Cincinnati led 2-0 on goals by Luciano Acosta in the 18th and Brandon Vazquez in the 53rd before Messi set up goals by Leonardo Campana in the 68th minute and seventh minute of stoppage time.
Josef Martínez put Miami ahead 3-2 three minutes into extra time, but Yuya Kubo retied the score in the 114th minute.
Messi made Miami’s first attempt in the shootout, and the teams were perfect through four rounds. Herons goalkeeper Drake Callender saved Nick Hagglund’s kick in the fifth round, and Ben Cremaschi made his PK to send Miami to another tournament final.
MESSI TO CAMPANA AGAIN AT THE DEATH TO SEND IT TO EXTRA TIME#InterMiamiCF // @opencup
— Major League Soccer (@MLS) August 24, 2023
pic.twitter.com/gIF0c9Z8Bw
Houston won the other semifinal, beating visiting Salt Lake 3-1 in extra time. The Dynamo got goals from Héctor Herrera in the fifth minute of first-half stoppage time, Adalberto Carrasquilla in the 105th and Luis Caicedo five minutes into the second extra session. Anderson Julio scored an equalizer in the 64th.
Miami will host the final on Sept. 27.
Cremaschi quickly was met by his teammates after the ball hit the back of the net, and they danced around in a group circle on the field while Cincinnati players knelt in disappointment.
“I think we were lacking sharpness to navigate that first half,” Miami coach Tata Martino said through a translator. “We were a step off. I saw a team with one gear less than our rival. The good thing about all of this is that we didn’t drop our shoulders, we pressed on. It’s not easy in a semifinal to turn things around the way we did. We adapted a lot. I think we were controlling the game well in the second half. And the penalties, after that ... If I’d had this kind of luck in penalties for the rest of my career, things would have been a lot less stressful.”
Messi scored 10 goals in seven League Cup matches and was held scoreless for the first time since joining Miami. His first assist came off a free kick and his second on a long cross into the penalty area set up Campana’s second goal on a header.

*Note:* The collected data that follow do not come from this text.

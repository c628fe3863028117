//! MCP Client using the official rmcp SDK
//!
//! Connects to tool servers over a child process's stdio, streamable HTTP
//! or a Unix socket.

use std::sync::Arc;

use async_trait::async_trait;
use futures::future::try_join3;
use rmcp::{
    ServiceExt,
    model::{CallToolRequestParams, CallToolResult, ClientCapabilities, ClientInfo, Implementation},
    service::RunningService,
    RoleClient,
};
use serde_json::Value;
use thiserror::Error;

#[cfg(unix)]
use tokio::net::UnixStream;

use crate::config::{ToolServerConfig, ToolTransport};
use crate::logging::Logger;
use crate::tools::{ToolDescriptor, ToolOutput, ToolProvider};

use super::capability::Capability;
use super::content::normalize_call_result;

/// MCP client errors
#[derive(Error, Debug)]
pub enum McpError {
    #[error("Connection failed: {0}")]
    ConnectionFailed(String),

    #[error("Initialization failed: {0}")]
    InitializationFailed(String),

    /// The call could not be completed
    #[error("Tool call failed: {0}")]
    ToolCallFailed(String),

    /// The server ran the tool and reported a failure
    #[error("Tool '{tool}' reported an error: {message}")]
    ToolReportedError { tool: String, message: String },

    #[error("IO error: {0}")]
    Io(#[from] std::io::Error),

    #[error("Protocol error: {0}")]
    Protocol(String),
}

pub type McpResult<T> = Result<T, McpError>;

fn client_info() -> ClientInfo {
    ClientInfo {
        meta: None,
        protocol_version: Default::default(),
        capabilities: ClientCapabilities::default(),
        client_info: Implementation {
            name: "toolweave".to_string(),
            title: Some("Toolweave".to_string()),
            version: env!("CARGO_PKG_VERSION").to_string(),
            website_url: None,
            icons: None,
        },
    }
}

/// MCP client for one tool server
pub struct McpClient {
    /// Connection identifier
    id: String,
    /// The underlying rmcp running service
    client: RunningService<RoleClient, ClientInfo>,
    /// Logger
    logger: Arc<dyn Logger>,
}

impl McpClient {
    /// Connect using a configured transport
    pub async fn connect(config: &ToolServerConfig, logger: Arc<dyn Logger>) -> McpResult<Self> {
        match &config.transport {
            ToolTransport::Stdio { command, args, env } => {
                let mut cmd = tokio::process::Command::new(command);
                cmd.args(args).envs(env);
                Self::connect_stdio(&config.name, cmd, logger).await
            }
            ToolTransport::Http { url } => Self::connect_http(&config.name, url, logger).await,
            ToolTransport::Unix { path } => Self::connect_unix(&config.name, path, logger).await,
        }
    }

    /// Spawn a tool server and speak MCP over its stdio
    pub async fn connect_stdio(
        id: &str,
        command: tokio::process::Command,
        logger: Arc<dyn Logger>,
    ) -> McpResult<Self> {
        use rmcp::transport::TokioChildProcess;

        logger.info(&format!(
            "[McpClient] Spawning '{}': {:?}",
            id,
            command.as_std().get_program()
        ));

        let process = TokioChildProcess::new(command)
            .map_err(|e| McpError::ConnectionFailed(format!("failed to spawn '{}': {}", id, e)))?;

        let client = client_info()
            .serve(process)
            .await
            .map_err(|e| McpError::InitializationFailed(e.to_string()))?;

        Self::connected(id, client, logger)
    }

    /// Connect to an MCP server over a Unix socket
    #[cfg(unix)]
    pub async fn connect_unix(id: &str, socket_path: &str, logger: Arc<dyn Logger>) -> McpResult<Self> {
        logger.info(&format!("[McpClient] Connecting '{}' to Unix socket: {}", id, socket_path));

        let stream = UnixStream::connect(socket_path)
            .await
            .map_err(|e| McpError::ConnectionFailed(format!("{}: {}", socket_path, e)))?;

        let client = client_info()
            .serve(stream)
            .await
            .map_err(|e| McpError::InitializationFailed(e.to_string()))?;

        Self::connected(id, client, logger)
    }

    #[cfg(not(unix))]
    pub async fn connect_unix(id: &str, socket_path: &str, _logger: Arc<dyn Logger>) -> McpResult<Self> {
        Err(McpError::ConnectionFailed(format!(
            "'{}': Unix sockets are not supported on this platform ({})",
            id, socket_path
        )))
    }

    /// Connect to an MCP server over HTTP (Streamable HTTP transport)
    pub async fn connect_http(id: &str, url: &str, logger: Arc<dyn Logger>) -> McpResult<Self> {
        use rmcp::transport::StreamableHttpClientTransport;

        logger.info(&format!("[McpClient] Connecting '{}' to HTTP: {}", id, url));

        let transport = StreamableHttpClientTransport::from_uri(url);

        let client = client_info()
            .serve(transport)
            .await
            .map_err(|e| McpError::InitializationFailed(e.to_string()))?;

        Self::connected(id, client, logger)
    }

    fn connected(
        id: &str,
        client: RunningService<RoleClient, ClientInfo>,
        logger: Arc<dyn Logger>,
    ) -> McpResult<Self> {
        logger.info(&format!("[McpClient] '{}' connected and initialized", id));
        Ok(Self {
            id: id.to_string(),
            client,
            logger,
        })
    }

    /// List everything the server declares: resources, tools and prompts
    ///
    /// Only the kinds present in the server's capabilities are queried, and
    /// those queries run concurrently.
    pub async fn list_capabilities(&self) -> McpResult<Vec<Capability>> {
        let (has_resources, has_tools, has_prompts) = match self.client.peer_info() {
            Some(info) => (
                info.capabilities.resources.is_some(),
                info.capabilities.tools.is_some(),
                info.capabilities.prompts.is_some(),
            ),
            None => (false, false, false),
        };

        let (resources, tools, prompts) = try_join3(
            self.query_resources(has_resources),
            self.query_tools(has_tools),
            self.query_prompts(has_prompts),
        )
        .await?;

        self.logger.info(&format!(
            "[McpClient] '{}' offers {} resources, {} tools, {} prompts",
            self.id,
            resources.len(),
            tools.len(),
            prompts.len()
        ));

        Ok(resources.into_iter().chain(tools).chain(prompts).collect())
    }

    async fn query_resources(&self, declared: bool) -> McpResult<Vec<Capability>> {
        if !declared {
            return Ok(Vec::new());
        }
        let result = self
            .client
            .list_resources(Default::default())
            .await
            .map_err(|e| McpError::Protocol(e.to_string()))?;
        Ok(result
            .resources
            .into_iter()
            .map(|r| Capability::Resource {
                uri: r.raw.uri,
                name: r.raw.name,
            })
            .collect())
    }

    async fn query_tools(&self, declared: bool) -> McpResult<Vec<Capability>> {
        if !declared {
            return Ok(Vec::new());
        }
        let result = self
            .client
            .list_tools(Default::default())
            .await
            .map_err(|e| McpError::Protocol(e.to_string()))?;
        Ok(result
            .tools
            .iter()
            .map(|t| Capability::Tool(ToolDescriptor::from(t)))
            .collect())
    }

    async fn query_prompts(&self, declared: bool) -> McpResult<Vec<Capability>> {
        if !declared {
            return Ok(Vec::new());
        }
        let result = self
            .client
            .list_prompts(Default::default())
            .await
            .map_err(|e| McpError::Protocol(e.to_string()))?;
        Ok(result
            .prompts
            .into_iter()
            .map(|p| Capability::Prompt {
                name: p.name,
                description: p.description,
            })
            .collect())
    }

    /// Call a tool by name
    pub async fn call_tool(&self, name: &str, arguments: Value) -> McpResult<CallToolResult> {
        self.logger.info(&format!("[McpClient] '{}' calling tool: {}", self.id, name));

        let params = CallToolRequestParams {
            meta: None,
            name: name.to_owned().into(),
            arguments: arguments.as_object().cloned(),
            task: None,
        };

        self.client
            .call_tool(params)
            .await
            .map_err(|e| McpError::ToolCallFailed(e.to_string()))
    }

    /// Get server info
    pub fn server_info(&self) -> Option<&Implementation> {
        self.client.peer_info().map(|info| &info.server_info)
    }

    /// Close the connection
    pub async fn close(self) -> McpResult<()> {
        self.logger.info(&format!("[McpClient] Closing '{}'", self.id));
        self.client
            .cancel()
            .await
            .map_err(|e| McpError::Protocol(e.to_string()))?;
        Ok(())
    }
}

#[async_trait]
impl ToolProvider for McpClient {
    fn id(&self) -> &str {
        &self.id
    }

    async fn discover(&self) -> McpResult<Vec<ToolDescriptor>> {
        Ok(self
            .list_capabilities()
            .await?
            .into_iter()
            .filter_map(Capability::into_tool)
            .collect())
    }

    async fn invoke(&self, name: &str, input: Value) -> McpResult<ToolOutput> {
        let result = self.call_tool(name, input).await?;
        normalize_call_result(name, result)
    }
}

#[cfg(test)]
mod tests {
    use super::*;
    use crate::logging::NoOpLogger;
    use std::collections::HashMap;

    #[tokio::test]
    async fn test_spawn_failure_is_connection_error() {
        let config = ToolServerConfig {
            name: "ghost".to_string(),
            transport: ToolTransport::Stdio {
                command: "toolweave-test-no-such-binary".to_string(),
                args: vec!["--stdio".to_string()],
                env: HashMap::from([("MODE".to_string(), "test".to_string())]),
            },
        };

        let err = McpClient::connect(&config, Arc::new(NoOpLogger)).await.err().unwrap();
        assert!(matches!(err, McpError::ConnectionFailed(ref msg) if msg.contains("ghost")));
    }

    #[tokio::test]
    async fn test_missing_socket_is_connection_error() {
        let err = McpClient::connect_unix("editor", "/nonexistent/toolweave.sock", Arc::new(NoOpLogger))
            .await
            .err()
            .unwrap();
        assert!(matches!(err, McpError::ConnectionFailed(_)));
    }

    #[test]
    fn test_error_messages() {
        let err = McpError::ToolReportedError {
            tool: "fetch".to_string(),
            message: "404".to_string(),
        };
        assert_eq!(err.to_string(), "Tool 'fetch' reported an error: 404");
    }
}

Before the penalty shootout, Messi gathered his teammates and appeared to be giving a speech. After Kubo made the first attempt, Messi placed his spot kick low to the left corner while by backup goalkeeper Alec Kann, who starts cup matches, dove the other way.
“He’s a leader on the pitch and with the group he’s shown it for a long time, not only here with Miami but also with Argentina,” Martino said. “Luckily, players get behind his leadership and enthusiasm in his response for every moment, no matter the circumstances, and today he showed it more as a conductor than a finisher, and you saw that with the pass late in the match but he makes difficult plays look easy.”
Messi didn’t attempt a shot until right before the final overtime whistle, an attempt easily saved.
Throughout the first half, FC Cincinnati had done well to close the space whenever Messi got on the ball.
“He makes the delivery on the plays that matter, and that’s where he’s a difference-maker,” Cincinnati coach Pat Noonan said. “I thought as a whole the guys did a pretty good job of limited moments where he could be in dangerous spots to cause us problems, at times, having him drift a little further from goal and be a playmaker. I thought we handled those moments pretty well along the back line and I thought the 1 versus 1 moments and when we could double, we got a lot of those moments right to be able to win the ball, so we knew it was going to be a difficult challenge, but I thought overall the guys had some good discipline in trying to limit a very elite player.”
Acosta scored his 14th goal in all competitions, a header from Aaron Boupendza’s feed. Vazquez, a U.S. national team forward, scored from outside the penalty area off a low cross from former Atletico Madrid and Colombia international defender Santiago Arias.
Bengals quarterback Joe Burrow, wide receivers Tee Higgins and Tyler Boyd and defensive end Sam Hubbard were in attendance and took part in pre-game festivities.